▶ **Work request**: Only one stretch of the data below is wanted: the lines from the one with "pub fn new(capacity: usize)" through the one with "there are none.", repeated exactly.

[[ Recorded information, beginning ]]

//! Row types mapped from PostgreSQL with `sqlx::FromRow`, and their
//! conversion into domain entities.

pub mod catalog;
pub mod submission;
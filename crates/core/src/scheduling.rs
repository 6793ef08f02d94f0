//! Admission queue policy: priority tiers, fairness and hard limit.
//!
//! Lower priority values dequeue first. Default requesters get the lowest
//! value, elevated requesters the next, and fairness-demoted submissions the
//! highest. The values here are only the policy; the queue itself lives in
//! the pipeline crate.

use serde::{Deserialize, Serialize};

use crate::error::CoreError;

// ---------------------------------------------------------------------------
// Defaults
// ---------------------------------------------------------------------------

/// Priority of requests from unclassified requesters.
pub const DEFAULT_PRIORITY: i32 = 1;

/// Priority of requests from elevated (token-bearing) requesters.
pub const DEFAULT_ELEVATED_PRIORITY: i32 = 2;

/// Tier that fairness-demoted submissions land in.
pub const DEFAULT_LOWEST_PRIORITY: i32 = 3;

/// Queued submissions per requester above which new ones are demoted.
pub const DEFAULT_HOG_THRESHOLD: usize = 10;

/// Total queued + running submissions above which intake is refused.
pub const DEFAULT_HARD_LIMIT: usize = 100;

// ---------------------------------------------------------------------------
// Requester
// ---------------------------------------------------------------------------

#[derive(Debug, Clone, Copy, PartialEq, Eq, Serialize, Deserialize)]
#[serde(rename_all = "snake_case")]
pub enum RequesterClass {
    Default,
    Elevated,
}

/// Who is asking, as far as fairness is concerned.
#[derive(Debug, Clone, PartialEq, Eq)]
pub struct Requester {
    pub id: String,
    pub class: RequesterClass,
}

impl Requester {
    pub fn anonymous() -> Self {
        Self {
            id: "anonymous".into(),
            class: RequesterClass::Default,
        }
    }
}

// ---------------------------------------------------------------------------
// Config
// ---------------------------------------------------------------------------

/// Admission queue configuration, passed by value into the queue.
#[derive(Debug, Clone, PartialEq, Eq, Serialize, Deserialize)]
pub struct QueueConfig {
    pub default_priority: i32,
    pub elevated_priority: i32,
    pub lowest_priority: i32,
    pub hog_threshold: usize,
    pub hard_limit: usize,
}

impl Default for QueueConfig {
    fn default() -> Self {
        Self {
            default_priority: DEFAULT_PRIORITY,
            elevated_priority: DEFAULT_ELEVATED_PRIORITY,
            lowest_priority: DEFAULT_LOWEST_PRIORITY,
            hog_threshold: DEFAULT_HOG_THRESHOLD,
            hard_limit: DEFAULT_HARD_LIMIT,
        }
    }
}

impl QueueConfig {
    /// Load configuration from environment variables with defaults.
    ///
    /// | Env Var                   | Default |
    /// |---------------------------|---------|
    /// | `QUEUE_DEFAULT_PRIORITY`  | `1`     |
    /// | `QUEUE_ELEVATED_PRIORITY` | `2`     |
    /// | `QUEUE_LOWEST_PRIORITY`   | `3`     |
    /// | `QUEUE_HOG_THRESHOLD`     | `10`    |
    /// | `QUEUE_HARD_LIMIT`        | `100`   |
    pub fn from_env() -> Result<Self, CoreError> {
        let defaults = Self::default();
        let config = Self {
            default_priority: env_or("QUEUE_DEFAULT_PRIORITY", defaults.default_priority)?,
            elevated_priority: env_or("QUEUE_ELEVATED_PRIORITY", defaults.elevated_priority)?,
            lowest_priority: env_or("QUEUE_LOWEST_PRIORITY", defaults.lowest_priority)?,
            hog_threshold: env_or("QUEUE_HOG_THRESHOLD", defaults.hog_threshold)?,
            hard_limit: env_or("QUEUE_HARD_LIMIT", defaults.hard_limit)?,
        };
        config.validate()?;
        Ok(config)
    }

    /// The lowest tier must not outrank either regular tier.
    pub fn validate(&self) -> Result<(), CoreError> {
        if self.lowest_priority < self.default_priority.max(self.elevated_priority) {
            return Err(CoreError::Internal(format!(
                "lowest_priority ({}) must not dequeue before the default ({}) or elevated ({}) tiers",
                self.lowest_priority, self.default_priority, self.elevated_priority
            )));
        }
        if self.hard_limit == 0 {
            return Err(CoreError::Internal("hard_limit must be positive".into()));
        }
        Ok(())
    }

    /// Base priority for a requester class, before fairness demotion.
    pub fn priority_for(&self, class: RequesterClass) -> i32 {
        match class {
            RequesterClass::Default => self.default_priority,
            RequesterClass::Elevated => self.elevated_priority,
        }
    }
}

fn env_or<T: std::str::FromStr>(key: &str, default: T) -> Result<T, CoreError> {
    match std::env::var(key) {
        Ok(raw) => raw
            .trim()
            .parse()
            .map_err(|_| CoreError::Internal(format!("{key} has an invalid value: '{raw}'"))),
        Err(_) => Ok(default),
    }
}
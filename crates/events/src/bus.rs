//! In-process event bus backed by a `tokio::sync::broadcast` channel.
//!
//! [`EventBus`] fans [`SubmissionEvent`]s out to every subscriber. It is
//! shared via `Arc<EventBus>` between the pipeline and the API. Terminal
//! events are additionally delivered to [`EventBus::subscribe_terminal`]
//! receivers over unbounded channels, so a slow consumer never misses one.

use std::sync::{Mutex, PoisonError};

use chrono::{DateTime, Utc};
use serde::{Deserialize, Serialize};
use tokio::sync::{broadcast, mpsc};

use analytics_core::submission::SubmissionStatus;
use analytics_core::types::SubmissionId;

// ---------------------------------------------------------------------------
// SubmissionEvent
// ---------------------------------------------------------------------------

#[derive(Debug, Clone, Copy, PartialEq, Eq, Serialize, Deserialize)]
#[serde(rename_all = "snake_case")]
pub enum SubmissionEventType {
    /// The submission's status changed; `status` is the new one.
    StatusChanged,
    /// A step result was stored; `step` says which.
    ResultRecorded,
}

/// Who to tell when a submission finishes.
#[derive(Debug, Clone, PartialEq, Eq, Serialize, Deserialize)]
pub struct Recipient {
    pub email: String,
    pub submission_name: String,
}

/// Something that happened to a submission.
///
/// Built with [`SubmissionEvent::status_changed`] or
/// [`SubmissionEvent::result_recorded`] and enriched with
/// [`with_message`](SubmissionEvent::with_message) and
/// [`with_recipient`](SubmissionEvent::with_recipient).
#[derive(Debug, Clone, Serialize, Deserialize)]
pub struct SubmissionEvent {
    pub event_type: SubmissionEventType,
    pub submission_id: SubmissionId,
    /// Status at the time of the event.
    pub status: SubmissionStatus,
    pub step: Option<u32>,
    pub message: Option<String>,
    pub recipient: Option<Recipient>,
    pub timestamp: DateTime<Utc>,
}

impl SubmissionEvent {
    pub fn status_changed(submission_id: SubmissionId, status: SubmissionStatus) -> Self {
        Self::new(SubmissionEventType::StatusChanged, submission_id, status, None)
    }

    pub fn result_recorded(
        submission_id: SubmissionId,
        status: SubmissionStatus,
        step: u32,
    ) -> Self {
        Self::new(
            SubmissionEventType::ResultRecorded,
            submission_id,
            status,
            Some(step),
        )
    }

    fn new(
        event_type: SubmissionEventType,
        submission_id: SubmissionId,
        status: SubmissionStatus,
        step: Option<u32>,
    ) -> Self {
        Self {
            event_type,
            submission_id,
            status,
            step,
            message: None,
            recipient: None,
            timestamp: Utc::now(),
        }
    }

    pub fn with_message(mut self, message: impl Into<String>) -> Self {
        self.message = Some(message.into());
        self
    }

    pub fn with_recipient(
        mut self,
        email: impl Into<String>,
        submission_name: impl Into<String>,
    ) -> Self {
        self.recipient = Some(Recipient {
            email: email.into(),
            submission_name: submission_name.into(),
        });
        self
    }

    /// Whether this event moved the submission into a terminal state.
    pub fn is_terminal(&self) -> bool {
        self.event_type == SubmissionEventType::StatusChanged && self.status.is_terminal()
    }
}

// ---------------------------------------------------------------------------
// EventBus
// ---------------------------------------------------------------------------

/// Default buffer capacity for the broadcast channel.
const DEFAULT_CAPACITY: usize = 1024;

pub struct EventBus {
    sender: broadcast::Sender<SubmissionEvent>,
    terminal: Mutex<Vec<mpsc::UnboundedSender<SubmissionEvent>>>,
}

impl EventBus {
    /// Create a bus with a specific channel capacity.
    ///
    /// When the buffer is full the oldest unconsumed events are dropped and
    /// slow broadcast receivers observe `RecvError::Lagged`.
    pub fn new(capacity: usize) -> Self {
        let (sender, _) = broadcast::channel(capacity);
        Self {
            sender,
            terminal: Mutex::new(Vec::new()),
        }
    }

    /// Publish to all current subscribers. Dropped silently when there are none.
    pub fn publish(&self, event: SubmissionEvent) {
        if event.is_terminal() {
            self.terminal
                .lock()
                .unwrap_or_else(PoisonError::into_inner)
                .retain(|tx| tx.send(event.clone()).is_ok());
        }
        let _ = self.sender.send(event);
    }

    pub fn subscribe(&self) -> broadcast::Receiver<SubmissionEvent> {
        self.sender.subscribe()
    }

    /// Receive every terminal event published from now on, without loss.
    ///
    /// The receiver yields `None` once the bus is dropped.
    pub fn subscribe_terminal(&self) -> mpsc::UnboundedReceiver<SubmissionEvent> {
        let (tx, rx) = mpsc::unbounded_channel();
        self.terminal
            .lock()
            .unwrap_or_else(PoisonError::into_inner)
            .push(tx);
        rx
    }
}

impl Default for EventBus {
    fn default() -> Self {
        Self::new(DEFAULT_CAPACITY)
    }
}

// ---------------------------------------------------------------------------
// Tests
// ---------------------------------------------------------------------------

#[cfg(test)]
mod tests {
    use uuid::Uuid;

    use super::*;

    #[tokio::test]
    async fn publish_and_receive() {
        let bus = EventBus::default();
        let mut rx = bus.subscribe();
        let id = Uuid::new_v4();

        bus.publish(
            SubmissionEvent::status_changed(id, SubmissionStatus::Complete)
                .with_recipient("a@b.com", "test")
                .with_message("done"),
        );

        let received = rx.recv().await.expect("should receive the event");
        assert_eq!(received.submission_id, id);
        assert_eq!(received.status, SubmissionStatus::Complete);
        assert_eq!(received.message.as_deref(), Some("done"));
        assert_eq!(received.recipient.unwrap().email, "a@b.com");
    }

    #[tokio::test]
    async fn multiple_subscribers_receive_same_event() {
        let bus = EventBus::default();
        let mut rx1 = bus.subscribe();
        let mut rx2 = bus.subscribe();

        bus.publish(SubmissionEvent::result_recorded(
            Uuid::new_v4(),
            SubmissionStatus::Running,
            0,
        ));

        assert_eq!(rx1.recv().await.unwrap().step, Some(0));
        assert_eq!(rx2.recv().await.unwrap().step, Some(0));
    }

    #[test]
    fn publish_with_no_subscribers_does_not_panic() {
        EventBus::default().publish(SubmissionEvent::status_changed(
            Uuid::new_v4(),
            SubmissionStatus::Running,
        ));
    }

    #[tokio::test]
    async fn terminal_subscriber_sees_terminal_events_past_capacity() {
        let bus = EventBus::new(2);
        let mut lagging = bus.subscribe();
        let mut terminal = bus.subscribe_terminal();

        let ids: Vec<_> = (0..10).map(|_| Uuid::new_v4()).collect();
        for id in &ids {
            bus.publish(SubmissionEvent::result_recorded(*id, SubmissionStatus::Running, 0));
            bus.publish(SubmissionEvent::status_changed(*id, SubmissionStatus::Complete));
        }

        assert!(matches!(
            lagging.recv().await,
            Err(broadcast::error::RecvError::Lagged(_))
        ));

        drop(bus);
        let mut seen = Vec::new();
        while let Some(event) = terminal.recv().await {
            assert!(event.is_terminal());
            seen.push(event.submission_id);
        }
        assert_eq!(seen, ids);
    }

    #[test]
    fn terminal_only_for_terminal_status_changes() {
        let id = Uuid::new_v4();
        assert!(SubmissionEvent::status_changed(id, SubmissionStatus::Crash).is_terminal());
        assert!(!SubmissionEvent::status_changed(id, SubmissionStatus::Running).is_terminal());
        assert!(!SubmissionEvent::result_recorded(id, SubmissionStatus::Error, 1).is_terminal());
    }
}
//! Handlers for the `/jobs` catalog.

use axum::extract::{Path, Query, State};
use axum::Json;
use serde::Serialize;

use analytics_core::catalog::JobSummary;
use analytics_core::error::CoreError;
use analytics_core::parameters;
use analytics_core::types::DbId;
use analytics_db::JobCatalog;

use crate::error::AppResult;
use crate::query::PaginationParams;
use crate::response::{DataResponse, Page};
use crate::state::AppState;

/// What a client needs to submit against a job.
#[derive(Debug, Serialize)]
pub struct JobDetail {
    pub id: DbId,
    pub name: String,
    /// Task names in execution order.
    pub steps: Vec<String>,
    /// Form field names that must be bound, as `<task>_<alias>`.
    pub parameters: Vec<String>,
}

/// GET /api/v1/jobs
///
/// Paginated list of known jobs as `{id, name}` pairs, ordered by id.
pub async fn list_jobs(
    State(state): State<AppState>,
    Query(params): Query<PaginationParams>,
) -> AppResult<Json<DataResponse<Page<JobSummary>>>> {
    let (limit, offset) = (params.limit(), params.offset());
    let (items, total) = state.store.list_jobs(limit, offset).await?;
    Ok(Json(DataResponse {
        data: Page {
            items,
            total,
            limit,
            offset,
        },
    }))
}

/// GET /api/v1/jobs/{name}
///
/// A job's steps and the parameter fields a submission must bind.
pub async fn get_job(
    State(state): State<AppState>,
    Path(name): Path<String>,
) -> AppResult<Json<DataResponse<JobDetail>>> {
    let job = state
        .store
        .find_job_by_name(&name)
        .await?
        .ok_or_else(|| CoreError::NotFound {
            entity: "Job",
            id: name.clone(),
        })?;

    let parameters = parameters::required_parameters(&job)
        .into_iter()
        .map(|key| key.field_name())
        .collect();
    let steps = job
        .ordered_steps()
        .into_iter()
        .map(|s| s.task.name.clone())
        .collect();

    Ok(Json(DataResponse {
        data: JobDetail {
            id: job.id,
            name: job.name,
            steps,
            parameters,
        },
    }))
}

[[ Recorded information, end ]]

▶ **Response**:
    pub fn new(capacity: usize) -> Self {
        let (sender, _) = broadcast::channel(capacity);
        Self {
            sender,
            terminal: Mutex::new(Vec::new()),
        }
    }

    /// Publish to all current subscribers. Dropped silently when there are none.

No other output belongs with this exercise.